Das Action-Erlebnis überlässt Ihnen dabei oft die Wahl, ob Sie schleichen oder aggressiv vorgehen möchten. Leisetreter scannen zunächst die Umgebung und lernen so Stärken und Schwächen von Feinden kennen – dieses Vorgehen kennt man bereits aus vorherigen Ablegern der Reihe. Als Schleich-Shooter funktioniert "Far Cry 6" gewohnt ordentlich, auch wenn sich die Computer-Wachen immer wieder Schnitzer erlauben und Dani oft zu spät entdecken.
In der Offensive jedoch agieren sie stärker. Gerade wenn die Schergen Alarm schlagen und Verstärkung anrückt, tummeln sich schnell ein Dutzend und mehr Gegner auf dem Schlachtfeld. Die Soldaten gehen in Deckung und versuchen, über die Flanken zu attackieren. Infolgedessen sind die Gefechte fordernd und zwingen Sie gelegentlich sogar zum taktischen Rückzug.
Waffenbaukasten für Improvisationskünstler
"Far Cry 6" gibt Ihnen im Kampf gegen Castillos Armee mehr Spielzeuge denn je an die Hand. Wichtigste Neuerung sind die sogenannten Supremos. Dabei handelt es sich um Rucksäcke, die Ihrem Charakter Spezialfähigkeiten wie etwa zielsuchende Raketen oder einen EMP-Schlag verleihen. Seine Hauptmotivation bezieht "Far Cry 6" aus dem Charakter- und Waffensystem. Im Spielverlauf finden Sie immer neue Ballermänner und rüsten diese an Werkbänken mit Visieren und anderen Extras auf.
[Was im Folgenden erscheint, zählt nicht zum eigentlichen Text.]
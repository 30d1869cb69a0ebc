//! Capture session admission.
//!
//! [`CaptureStateMachine`] enforces the one rule push-to-talk lives by: at
//! most one capture session exists at any instant.  The controller asks it
//! before touching the microphone, and a stale hotkey release (or a release
//! after a cancel) is rejected by session-id mismatch instead of corrupting
//! the active session.

use std::sync::atomic::{AtomicU64, Ordering};
use std::sync::Mutex;

// ---------------------------------------------------------------------------
// SessionId
// ---------------------------------------------------------------------------

/// Opaque identifier for one capture session.
#[derive(Debug, Clone, Copy, PartialEq, Eq, Hash)]
pub struct SessionId(u64);

static NEXT_SESSION_ID: AtomicU64 = AtomicU64::new(1);

impl SessionId {
    /// A process-unique fresh id.
    pub fn next() -> Self {
        SessionId(NEXT_SESSION_ID.fetch_add(1, Ordering::Relaxed))
    }
}

impl std::fmt::Display for SessionId {
    fn fmt(&self, f: &mut std::fmt::Formatter<'_>) -> std::fmt::Result {
        write!(f, "session-{}", self.0)
    }
}

// ---------------------------------------------------------------------------
// CaptureStateMachine
// ---------------------------------------------------------------------------

/// Mutually exclusive session slot.  All operations are thread-safe and
/// lock only for the duration of the swap.
#[derive(Debug, Default)]
pub struct CaptureStateMachine {
    active: Mutex<Option<SessionId>>,
}

impl CaptureStateMachine {
    pub fn new() -> Self {
        Self::default()
    }

    /// Make `id` the active session.  Returns `false` (and changes nothing)
    /// when another session is already active.
    pub fn start_capture(&self, id: SessionId) -> bool {
        let mut active = self.active.lock().unwrap();
        if active.is_some() {
            return false;
        }
        *active = Some(id);
        true
    }

    /// Close the active session, but only if `expected_id` still owns it.
    /// Returns `false` (and changes nothing) on mismatch or when idle.
    pub fn stop_capture(&self, expected_id: SessionId) -> bool {
        let mut active = self.active.lock().unwrap();
        if *active == Some(expected_id) {
            *active = None;
            true
        } else {
            false
        }
    }

    /// Unconditionally clear the slot, returning whichever session was
    /// active.
    pub fn cancel_capture(&self) -> Option<SessionId> {
        self.active.lock().unwrap().take()
    }

    /// `true` while any session is active.
    pub fn is_active(&self) -> bool {
        self.active.lock().unwrap().is_some()
    }

    /// `true` while exactly `id` is the active session.
    pub fn is_session_active(&self, id: SessionId) -> bool {
        *self.active.lock().unwrap() == Some(id)
    }
}

// ---------------------------------------------------------------------------
// Tests
// ---------------------------------------------------------------------------

#[cfg(test)]
mod tests {
    use super::*;
    use std::sync::Arc;

    #[test]
    fn session_ids_are_unique() {
        let a = SessionId::next();
        let b = SessionId::next();
        assert_ne!(a, b);
    }

    #[test]
    fn start_stop_cycle() {
        let sm = CaptureStateMachine::new();
        let id = SessionId::next();

        assert!(!sm.is_active());
        assert!(sm.start_capture(id));
        assert!(sm.is_active());
        assert!(sm.is_session_active(id));
        assert!(sm.stop_capture(id));
        assert!(!sm.is_active());
    }

    #[test]
    fn second_start_is_rejected_while_active() {
        let sm = CaptureStateMachine::new();
        let first = SessionId::next();
        let second = SessionId::next();

        assert!(sm.start_capture(first));
        assert!(!sm.start_capture(second));
        // The original session is untouched.
        assert!(sm.is_session_active(first));
        assert!(!sm.is_session_active(second));
    }

    #[test]
    fn stop_with_unknown_id_returns_false_and_keeps_state() {
        let sm = CaptureStateMachine::new();
        let active = SessionId::next();
        let stale = SessionId::next();

        assert!(sm.start_capture(active));
        assert!(!sm.stop_capture(stale));
        assert!(sm.is_session_active(active));
    }

    #[test]
    fn stop_when_idle_returns_false() {
        let sm = CaptureStateMachine::new();
        assert!(!sm.stop_capture(SessionId::next()));
    }

    #[test]
    fn cancel_clears_any_session() {
        let sm = CaptureStateMachine::new();
        assert_eq!(sm.cancel_capture(), None);

        let id = SessionId::next();
        sm.start_capture(id);
        assert_eq!(sm.cancel_capture(), Some(id));
        assert!(!sm.is_active());
    }

    /// Many threads race to open a session; exactly one must win.
    #[test]
    fn at_most_one_active_under_contention() {
        let sm = Arc::new(CaptureStateMachine::new());
        let handles: Vec<_> = (0..16)
            .map(|_| {
                let sm = Arc::clone(&sm);
                std::thread::spawn(move || sm.start_capture(SessionId::next()))
            })
            .collect();

        let wins = handles
            .into_iter()
            .map(|h| h.join().unwrap())
            .filter(|won| *won)
            .count();

        assert_eq!(wins, 1);
        assert!(sm.is_active());
    }

    /// Interleaved start/stop/cancel from many threads must never leave two
    /// sessions active at once.
    #[test]
    fn interleavings_preserve_mutual_exclusion() {
        let sm = Arc::new(CaptureStateMachine::new());
        let handles: Vec<_> = (0..8)
            .map(|_| {
                let sm = Arc::clone(&sm);
                std::thread::spawn(move || {
                    for _ in 0..200 {
                        let id = SessionId::next();
                        if sm.start_capture(id) {
                            assert!(sm.is_session_active(id));
                            assert!(sm.stop_capture(id));
                        } else {
                            // Someone else owns the slot; a stale stop must
                            // not steal it.
                            assert!(!sm.stop_capture(id));
                        }
                    }
                })
            })
            .collect();

        for h in handles {
            h.join().unwrap();
        }
        assert!(!sm.is_active());
    }
}
//! Dual-engine fan-out under one wall-clock deadline.
//!
//! [`ParallelTranscriber`] validates the clip once, submits both engines as
//! tasks on the shared worker pool, and awaits both against a single
//! deadline.  The returned pair always keeps engine positions — primary in
//! the left slot, secondary in the right — regardless of completion order.
//! A late engine's task is aborted and its result discarded; it can never
//! leak into a later call because every call owns fresh tasks.

use std::sync::Arc;
use std::time::Duration;

use thiserror::Error;
use tokio::task::JoinHandle;
use tokio::time::{timeout_at, Instant};

use crate::audio::{AudioError, AudioValidator, PcmClip};
use crate::stt::adapter::TranscribeEngine;
use crate::stt::backend::EngineError;
use crate::stt::types::EngineResult;

// ---------------------------------------------------------------------------
// ParallelError
// ---------------------------------------------------------------------------

/// Aggregate failures: per-engine errors alone do not fail the pair.
#[derive(Debug, Error)]
pub enum ParallelError {
    /// The clip failed validation; no engine work was performed.
    #[error(transparent)]
    InvalidAudio(#[from] AudioError),

    /// Both engines were still running when the deadline expired.
    #[error("both engines missed the {limit_ms} ms deadline (elapsed {elapsed_ms} ms)")]
    Timeout { elapsed_ms: u64, limit_ms: u64 },

    /// Neither engine produced a result before the deadline.
    #[error("both engines failed")]
    BothFailed,
}

/// How one engine's task ended.
enum SlotOutcome {
    Done(EngineResult),
    Failed,
    Late,
}

// ---------------------------------------------------------------------------
// ParallelTranscriber
// ---------------------------------------------------------------------------

/// Fans one clip out to both engines.
pub struct ParallelTranscriber {
    primary: Arc<dyn TranscribeEngine>,
    secondary: Arc<dyn TranscribeEngine>,
    validator: AudioValidator,
    default_timeout: Duration,
}

impl ParallelTranscriber {
    pub fn new(
        primary: Arc<dyn TranscribeEngine>,
        secondary: Arc<dyn TranscribeEngine>,
        validator: AudioValidator,
        default_timeout: Duration,
    ) -> Self {
        Self {
            primary,
            secondary,
            validator,
            default_timeout,
        }
    }

    /// Validate once, then transcribe on both engines.
    ///
    /// The effective deadline is `min(timeout, service default)`.  Either
    /// side of the returned pair may be `None` (that engine failed or missed
    /// the deadline); both-`None` outcomes surface as errors instead.
    pub async fn transcribe_both(
        &self,
        clip: PcmClip,
        timeout: Duration,
    ) -> Result<(Option<EngineResult>, Option<EngineResult>), ParallelError> {
        self.validator.validate(&clip)?;
        self.transcribe_both_prevalidated(clip, timeout).await
    }

    /// Fan-out without re-validating — for callers that already ran the
    /// validator on this clip (the smart-upgrade path).
    pub async fn transcribe_both_prevalidated(
        &self,
        clip: PcmClip,
        timeout: Duration,
    ) -> Result<(Option<EngineResult>, Option<EngineResult>), ParallelError> {
        let limit = timeout.min(self.default_timeout);
        let start = Instant::now();
        let deadline = start + limit;

        let mut primary_task = spawn_engine(&self.primary, clip.clone());
        let mut secondary_task = spawn_engine(&self.secondary, clip);

        // Both tasks are already running; awaiting one does not delay the
        // other, and both share the same absolute deadline.
        let primary_outcome = await_slot(&mut primary_task, deadline).await;
        let secondary_outcome = await_slot(&mut secondary_task, deadline).await;

        match (primary_outcome, secondary_outcome) {
            (SlotOutcome::Late, SlotOutcome::Late) => Err(ParallelError::Timeout {
                elapsed_ms: start.elapsed().as_millis() as u64,
                limit_ms: limit.as_millis() as u64,
            }),
            (SlotOutcome::Done(p), SlotOutcome::Done(s)) => Ok((Some(p), Some(s))),
            (SlotOutcome::Done(p), _) => Ok((Some(p), None)),
            (_, SlotOutcome::Done(s)) => Ok((None, Some(s))),
            // Failed/Failed, Failed/Late, Late/Failed: nothing to return.
            _ => Err(ParallelError::BothFailed),
        }
    }
}

fn spawn_engine(
    engine: &Arc<dyn TranscribeEngine>,
    clip: PcmClip,
) -> JoinHandle<Result<EngineResult, EngineError>> {
    let engine = Arc::clone(engine);
    tokio::spawn(async move { engine.transcribe(clip).await })
}

async fn await_slot(
    task: &mut JoinHandle<Result<EngineResult, EngineError>>,
    deadline: Instant,
) -> SlotOutcome {
    match timeout_at(deadline, &mut *task).await {
        Ok(Ok(Ok(result))) => SlotOutcome::Done(result),
        // Engine error: the adapter already published the FailureEvent.
        Ok(Ok(Err(_))) => SlotOutcome::Failed,
        // Task panicked or was cancelled.
        Ok(Err(_)) => SlotOutcome::Failed,
        Err(_) => {
            // Deadline expired with the engine still running; drop its
            // output on the floor.
            task.abort();
            SlotOutcome::Late
        }
    }
}

// ---------------------------------------------------------------------------
// Tests
// ---------------------------------------------------------------------------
Vor allem die verschiedenen Munitionsarten spielen eine wichtige Rolle, da Ihre Gegner über Resistenzen gegenüber bestimmten Geschossen verfügen. Abseits der normalen Kanonen wartet "Far Cry 6" zudem mit sogenannten Impro-Waffen wie dem abgefahrenen Discos Locos auf. Diese Spezialkanone feuert messerscharfe CDs auf Ihre Feinde! Hinzu kommen Ausrüstungsobjekte wie Handschuhe, Amulette oder Oberteile. "Far Cry 6" geht also noch stärker in Richtung Rollenspiel als frühere Serienteile und wirkt dadurch leider auch ziemlich überladen.
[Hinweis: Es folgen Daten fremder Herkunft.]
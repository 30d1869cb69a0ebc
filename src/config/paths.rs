//! Cross-platform application paths using the `dirs` crate.
//!
//! Layout:
//!
//! Config dir (settings):
//!   Windows: %APPDATA%\voicekey\
//!   macOS:   ~/Library/Application Support/voicekey/
//!   Linux:   ~/.config/voicekey/
//!
//! Data dir (models):
//!   Windows: %LOCALAPPDATA%\voicekey\
//!   macOS:   ~/Library/Application Support/voicekey/
//!   Linux:   ~/.local/share/voicekey/

use std::path::PathBuf;

/// Holds all resolved application directory/file paths.
#[derive(Debug, Clone)]
pub struct AppPaths {
    /// Directory for `settings.toml`.
    pub config_dir: PathBuf,
    /// Full path to `settings.toml`.
    pub settings_file: PathBuf,
    /// Directory for recognizer model files.
    pub models_dir: PathBuf,
}

impl AppPaths {
    const APP_NAME: &'static str = "voicekey";

    /// Resolves all paths using the `dirs` crate.
    ///
    /// Falls back to the current directory if the platform cannot provide a
    /// standard path (should be extremely rare in practice).
    pub fn new() -> Self {
        let config_dir = dirs::config_dir()
            .unwrap_or_else(|| PathBuf::from("."))
            .join(Self::APP_NAME);

        let data_dir = dirs::data_local_dir()
            .unwrap_or_else(|| PathBuf::from("."))
            .join(Self::APP_NAME);

        let settings_file = config_dir.join("settings.toml");
        let models_dir = data_dir.join("models");

        Self {
            config_dir,
            settings_file,
            models_dir,
        }
    }
}

impl Default for AppPaths {
    fn default() -> Self {
        Self::new()
    }
}
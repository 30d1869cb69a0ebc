//! Configuration: TOML settings and platform paths.
//!
//! Provides [`AppConfig`] (top-level settings with one struct per section),
//! [`AppPaths`] for cross-platform directories, and TOML persistence via
//! `AppConfig::load` / `AppConfig::save`.

pub mod paths;
pub mod settings;

pub use paths::AppPaths;
pub use settings::{
    AppConfig, AudioSettings, ConcurrencySettings, HotkeyConfig, InjectConfig,
    OrchestrationSettings, ParallelSettings, ReconciliationSettings, SubprocessSettings,
    WatchdogSettings, WhisperSettings,
};
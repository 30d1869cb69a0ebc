//! voicekey — local push-to-talk voice dictation.
//!
//! Hold a global hotkey, speak, release: the captured clip is transcribed by
//! an in-process whisper engine and/or an external recognizer subprocess,
//! the two answers are reconciled, and the final text is pasted into the
//! focused window.  Everything runs locally; nothing leaves the machine.
//!
//! # Subsystems
//!
//! | Module | Responsibility |
//! |--------|----------------|
//! | [`audio`] | [`audio::PcmClip`], validation, cpal capture sessions |
//! | [`stt`] | the two engines, admission control, parallel fan-out |
//! | [`reconcile`] | merging two engine answers into one text |
//! | [`watchdog`] | failure budgets, engine restart and cooldown |
//! | [`pipeline`] | capture sessions, the orchestrator, the hotkey loop |
//! | [`events`] | typed broadcast bus connecting everything above |
//! | [`metrics`] | counters and timers for the whole pipeline |
//! | [`hotkey`] / [`inject`] | OS integration: global keys in, paste out |
//! | [`config`] | TOML settings and platform paths |
//!
//! `main.rs` constructs every component explicitly and wires them together —
//! there are no globals and no singletons.

pub mod audio;
pub mod config;
pub mod events;
pub mod hotkey;
pub mod inject;
pub mod metrics;
pub mod pipeline;
pub mod reconcile;
pub mod stt;
pub mod watchdog;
Ähnlich zwiespältig präsentiert Ubisoft die sogenannten Amigos. Diese tierischen Begleiter wie Alligator Guapo oder Hund Chorizo unterstützen Sie zwar in den Missionen, agieren aber zuweilen – ähnlich wie die Gegner- und Begleiter-KI – sehr merkwürdig. Viel zu oft zetteln sie Kämpfe an oder kommen nicht mehr nach. Die Amigos sind somit zwar eine witzige Idee, aber während des Insel-Abenteuers nur bedingt hilfreich.
Release: "Far Cry 6" erscheint am 7. Oktober 2021 für PlayStation 4/5, Xbox One, Xbox Series X/S und PC. Der Preis liegt bei 55 Euro für die PC-Version und bis zu 70 Euro für die Konsolenvariante für PlayStation 5 und Xbox Series X/S.